The Ghetto was cleared and they were told: "You're being transferred: take along your essential things." Incidentally it was a happy release for those people, as their life in the Ghetto was a martyrdom. I wouldn't believe it and drove there, to have a look.
? : Everyone abroad knew about it; only we Germans were kept in ignorance.
BRUNS: I'll tell you something: some of the details may have been correct, but it was remarkable that the firing squad detailed that morning - six men with tommy-guns were posted at each pit; the pits were 24 m in length and 3 m in breadth - they had to lie down like sardines in a tin, with their heads in the centre.

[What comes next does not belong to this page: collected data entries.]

use std::net::IpAddr;

use async_trait::async_trait;
use ondemand_core::AppResult;
use ondemand_domain::{TaskHandle, TaskStatus, WorkloadSpec};

/// Compute platform operations used by the RunWorkload step.
#[async_trait]
pub trait ComputePlatform: Send + Sync {
    /// Launches one workload task.
    async fn launch_task(&self, spec: &WorkloadSpec) -> AppResult<TaskHandle>;

    /// Returns the current platform state of a task.
    async fn task_status(&self, task: &TaskHandle) -> AppResult<TaskStatus>;

    /// Requests the platform to stop a task.
    async fn stop_task(&self, task: &TaskHandle, reason: &str) -> AppResult<()>;
}

/// Address lookups used by the endpoint publisher.
#[async_trait]
pub trait TaskNetworkResolver: Send + Sync {
    /// Returns the network interface attached to a task.
    async fn describe_task(&self, cluster_id: &str, task_id: &str) -> AppResult<String>;

    /// Returns the public address associated with a network interface.
    async fn describe_network_interface(&self, network_interface_id: &str) -> AppResult<IpAddr>;
}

Above there were six men with tommy-guns who gave them the coup de grâce. When I arrived those pits were so full that the living had to lie down on top of the dead; then they were shot and, in order to save room, they had to lie down neatly in layers.
Before this, however, they were stripped of everything at one of the stations - here at the edge of the wood were the three pits they used that Sunday and here they stood in a queue 1 1/2 km long which approached step by step
- a queueing up for death. As they drew nearer they saw what was going on. About here they had to hand over their jewellery and suitcases. All good stuff was put into the suit-cases and the remainder thrown on a heap.

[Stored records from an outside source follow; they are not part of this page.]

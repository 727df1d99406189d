use super::*;

impl PostgresWorkflowEngine {
    pub(super) async fn claim_runs_impl(
        &self,
        worker_id: &str,
        limit: usize,
        lease_seconds: u32,
    ) -> AppResult<Vec<ClaimedWorkflowRun>> {
        if lease_seconds == 0 {
            return Err(AppError::Validation(
                "workflow lease_seconds must be greater than zero".to_owned(),
            ));
        }

        let mut transaction = self.pool.begin().await.map_err(|error| {
            AppError::Internal(format!(
                "failed to start workflow run claim transaction: {error}"
            ))
        })?;

        let rows = sqlx::query_as::<_, ClaimedWorkflowRunRow>(
            r#"
            WITH candidate_runs AS (
                SELECT id
                FROM workflow_runs
                WHERE state = 'queued'
                   OR (state = 'running' AND lease_expires_at < now())
                ORDER BY created_at ASC
                LIMIT $1
                FOR UPDATE SKIP LOCKED
            )
            UPDATE workflow_runs runs
            SET
                state = 'running',
                leased_by = $2,
                lease_token = gen_random_uuid()::TEXT,
                lease_expires_at = now() + make_interval(secs => $3::INT),
                started_at = COALESCE(runs.started_at, now()),
                updated_at = now()
            FROM candidate_runs
            WHERE runs.id = candidate_runs.id
            RETURNING
                runs.id,
                runs.lease_token,
                runs.task_cluster_id,
                runs.task_id,
                runs.stop_requested_at IS NOT NULL AS stop_requested,
                runs.started_at
            "#,
        )
        .bind(i64::try_from(limit).map_err(|error| {
            AppError::Validation(format!("invalid workflow claim limit: {error}"))
        })?)
        .bind(worker_id)
        .bind(i32::try_from(lease_seconds).map_err(|error| {
            AppError::Validation(format!("invalid workflow lease_seconds: {error}"))
        })?)
        .fetch_all(&mut *transaction)
        .await
        .map_err(|error| {
            AppError::Internal(format!(
                "failed to claim workflow runs for worker '{worker_id}': {error}"
            ))
        })?;

        transaction.commit().await.map_err(|error| {
            AppError::Internal(format!(
                "failed to commit workflow run claim transaction: {error}"
            ))
        })?;

        rows.into_iter().map(claimed_run_from_row).collect()
    }

    pub(super) async fn renew_lease_impl(
        &self,
        run: &ClaimedWorkflowRun,
        lease_seconds: u32,
    ) -> AppResult<bool> {
        let run_id = parse_run_id(&run.execution_reference)?;
        let result = sqlx::query(
            r#"
            UPDATE workflow_runs
            SET
                lease_expires_at = now() + make_interval(secs => $3::INT),
                updated_at = now()
            WHERE id = $1
              AND lease_token = $2
              AND state = 'running'
            "#,
        )
        .bind(run_id)
        .bind(run.lease_token.as_str())
        .bind(i32::try_from(lease_seconds).map_err(|error| {
            AppError::Validation(format!("invalid workflow lease_seconds: {error}"))
        })?)
        .execute(&self.pool)
        .await
        .map_err(|error| {
            AppError::Internal(format!(
                "failed to renew lease for workflow run '{}': {error}",
                run.execution_reference
            ))
        })?;

        Ok(result.rows_affected() > 0)
    }

    pub(super) async fn record_step_impl(
        &self,
        run: &ClaimedWorkflowRun,
        step: WorkflowStep,
    ) -> AppResult<()> {
        let run_id = parse_run_id(&run.execution_reference)?;
        let result = sqlx::query(
            r#"
            UPDATE workflow_runs
            SET current_step = $3, updated_at = now()
            WHERE id = $1
              AND lease_token = $2
              AND state = 'running'
            "#,
        )
        .bind(run_id)
        .bind(run.lease_token.as_str())
        .bind(step.as_str())
        .execute(&self.pool)
        .await
        .map_err(|error| {
            AppError::Internal(format!(
                "failed to record step '{}' for workflow run '{}': {error}",
                step.as_str(),
                run.execution_reference
            ))
        })?;

        ensure_leased(result.rows_affected(), run)
    }

    pub(super) async fn record_task_impl(
        &self,
        run: &ClaimedWorkflowRun,
        task: &TaskHandle,
    ) -> AppResult<()> {
        let run_id = parse_run_id(&run.execution_reference)?;
        let result = sqlx::query(
            r#"
            UPDATE workflow_runs
            SET task_cluster_id = $3, task_id = $4, updated_at = now()
            WHERE id = $1
              AND lease_token = $2
              AND state = 'running'
            "#,
        )
        .bind(run_id)
        .bind(run.lease_token.as_str())
        .bind(task.cluster_id())
        .bind(task.task_id())
        .execute(&self.pool)
        .await
        .map_err(|error| {
            AppError::Internal(format!(
                "failed to record task for workflow run '{}': {error}",
                run.execution_reference
            ))
        })?;

        ensure_leased(result.rows_affected(), run)
    }

    pub(super) async fn is_stop_requested_impl(
        &self,
        execution_reference: &ExecutionReference,
    ) -> AppResult<bool> {
        let run_id = parse_run_id(execution_reference)?;
        sqlx::query_scalar::<_, bool>(
            r#"
            SELECT stop_requested_at IS NOT NULL
            FROM workflow_runs
            WHERE id = $1
            "#,
        )
        .bind(run_id)
        .fetch_optional(&self.pool)
        .await
        .map_err(|error| {
            AppError::Internal(format!(
                "failed to read stop request for workflow run '{execution_reference}': {error}"
            ))
        })?
        .ok_or_else(|| {
            AppError::Internal(format!(
                "workflow run '{execution_reference}' does not exist"
            ))
        })
    }

    pub(super) async fn complete_run_impl(
        &self,
        input: CompleteWorkflowRunInput,
    ) -> AppResult<WorkflowRun> {
        if !input.state.is_terminal() {
            return Err(AppError::Validation(format!(
                "workflow run cannot complete in non-terminal state '{}'",
                input.state.as_str()
            )));
        }

        let run_id = parse_run_id(&input.execution_reference)?;
        let row = sqlx::query_as::<_, WorkflowRunRow>(
            r#"
            UPDATE workflow_runs
            SET
                state = $3,
                failure_reason = $4,
                finished_at = now(),
                leased_by = NULL,
                lease_token = NULL,
                lease_expires_at = NULL,
                updated_at = now()
            WHERE id = $1
              AND lease_token = $2
              AND state = 'running'
            RETURNING
                id,
                state,
                current_step,
                task_cluster_id,
                task_id,
                failure_reason,
                created_at,
                finished_at
            "#,
        )
        .bind(run_id)
        .bind(input.lease_token.as_str())
        .bind(input.state.as_str())
        .bind(input.failure_reason.as_deref())
        .fetch_optional(&self.pool)
        .await
        .map_err(|error| {
            AppError::Internal(format!(
                "failed to complete workflow run '{}': {error}",
                input.execution_reference
            ))
        })?
        .ok_or_else(|| {
            AppError::Conflict(format!(
                "workflow run '{}' is not leased with matching lease token",
                input.execution_reference
            ))
        })?;

        workflow_run_from_row(row)
    }
}

fn ensure_leased(rows_affected: u64, run: &ClaimedWorkflowRun) -> AppResult<()> {
    if rows_affected == 0 {
        return Err(AppError::Conflict(format!(
            "workflow run '{}' is not leased with matching lease token",
            run.execution_reference
        )));
    }

    Ok(())
}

This was to serve as clothing for our suffering population - and then a little further on they had to undress and, 500 m in front of the wood, strip completely; they were only permitted to keep on a chemise or knickers. They were all women and small two year-old children. Then all those cynical remarks! If only I had seen those tommy-gunners, who were relieved every hour -
because of over-exertion, carry out their task with distaste, but no, nasty remarks like: "Here comes a Jewish beauty!"
I can still see it all in my memory: a pretty woman in a flame-coloured chemise. Talk about keeping the race pure: at RIGA they first slept with them and then shot them to prevent them from talking. Then I sent two officers out there, one of whom is still alive, because I wanted eye-witnesses. " I didn't tell them what was going on, but said: "Go out to the forest of SKIOTAWA(?), see what's up there and send me a report." I added a memorandum to their report and took it to JAKOBS myself.
He said: "I have already two complaints sent me by Engineer
'Bataillone' from the UKRAINE." There they shot them on the brink of large crevices and let them fall down into them; they nearly had an epidemic of plague, at any rate a pestilential smell. They thought they could break off the edges with picks, thus burying them. That loess there was so hard that two Engineer 'Bataillone' were required to dynamite the edges; those 'Battaillone' complained.
JAKOBS had received that complaint. He said: "We didn't quite know
how to tell the
FÜHRER. We'd better do it through
CANARIS." CANARIS had the unsavoury task of waiting for the favourable moment to give the FÜHRER certain gentle hints. A fortnight later I visited the
Oberbürgermeister or whatever he was called then, concerning some other business.
ALTENMEYER(?) triumphantly showed me: "Here is an order, just issued, prohibiting mass-shootings on that scale from taking place in future.
They are to be carried out more discreetly." From warnings given me recently I knew that I was receiving still more attentions from spies.
? : A wonder you're still alive.
BRUNS: At GÖTTINGEN, I expected to be arrested every day.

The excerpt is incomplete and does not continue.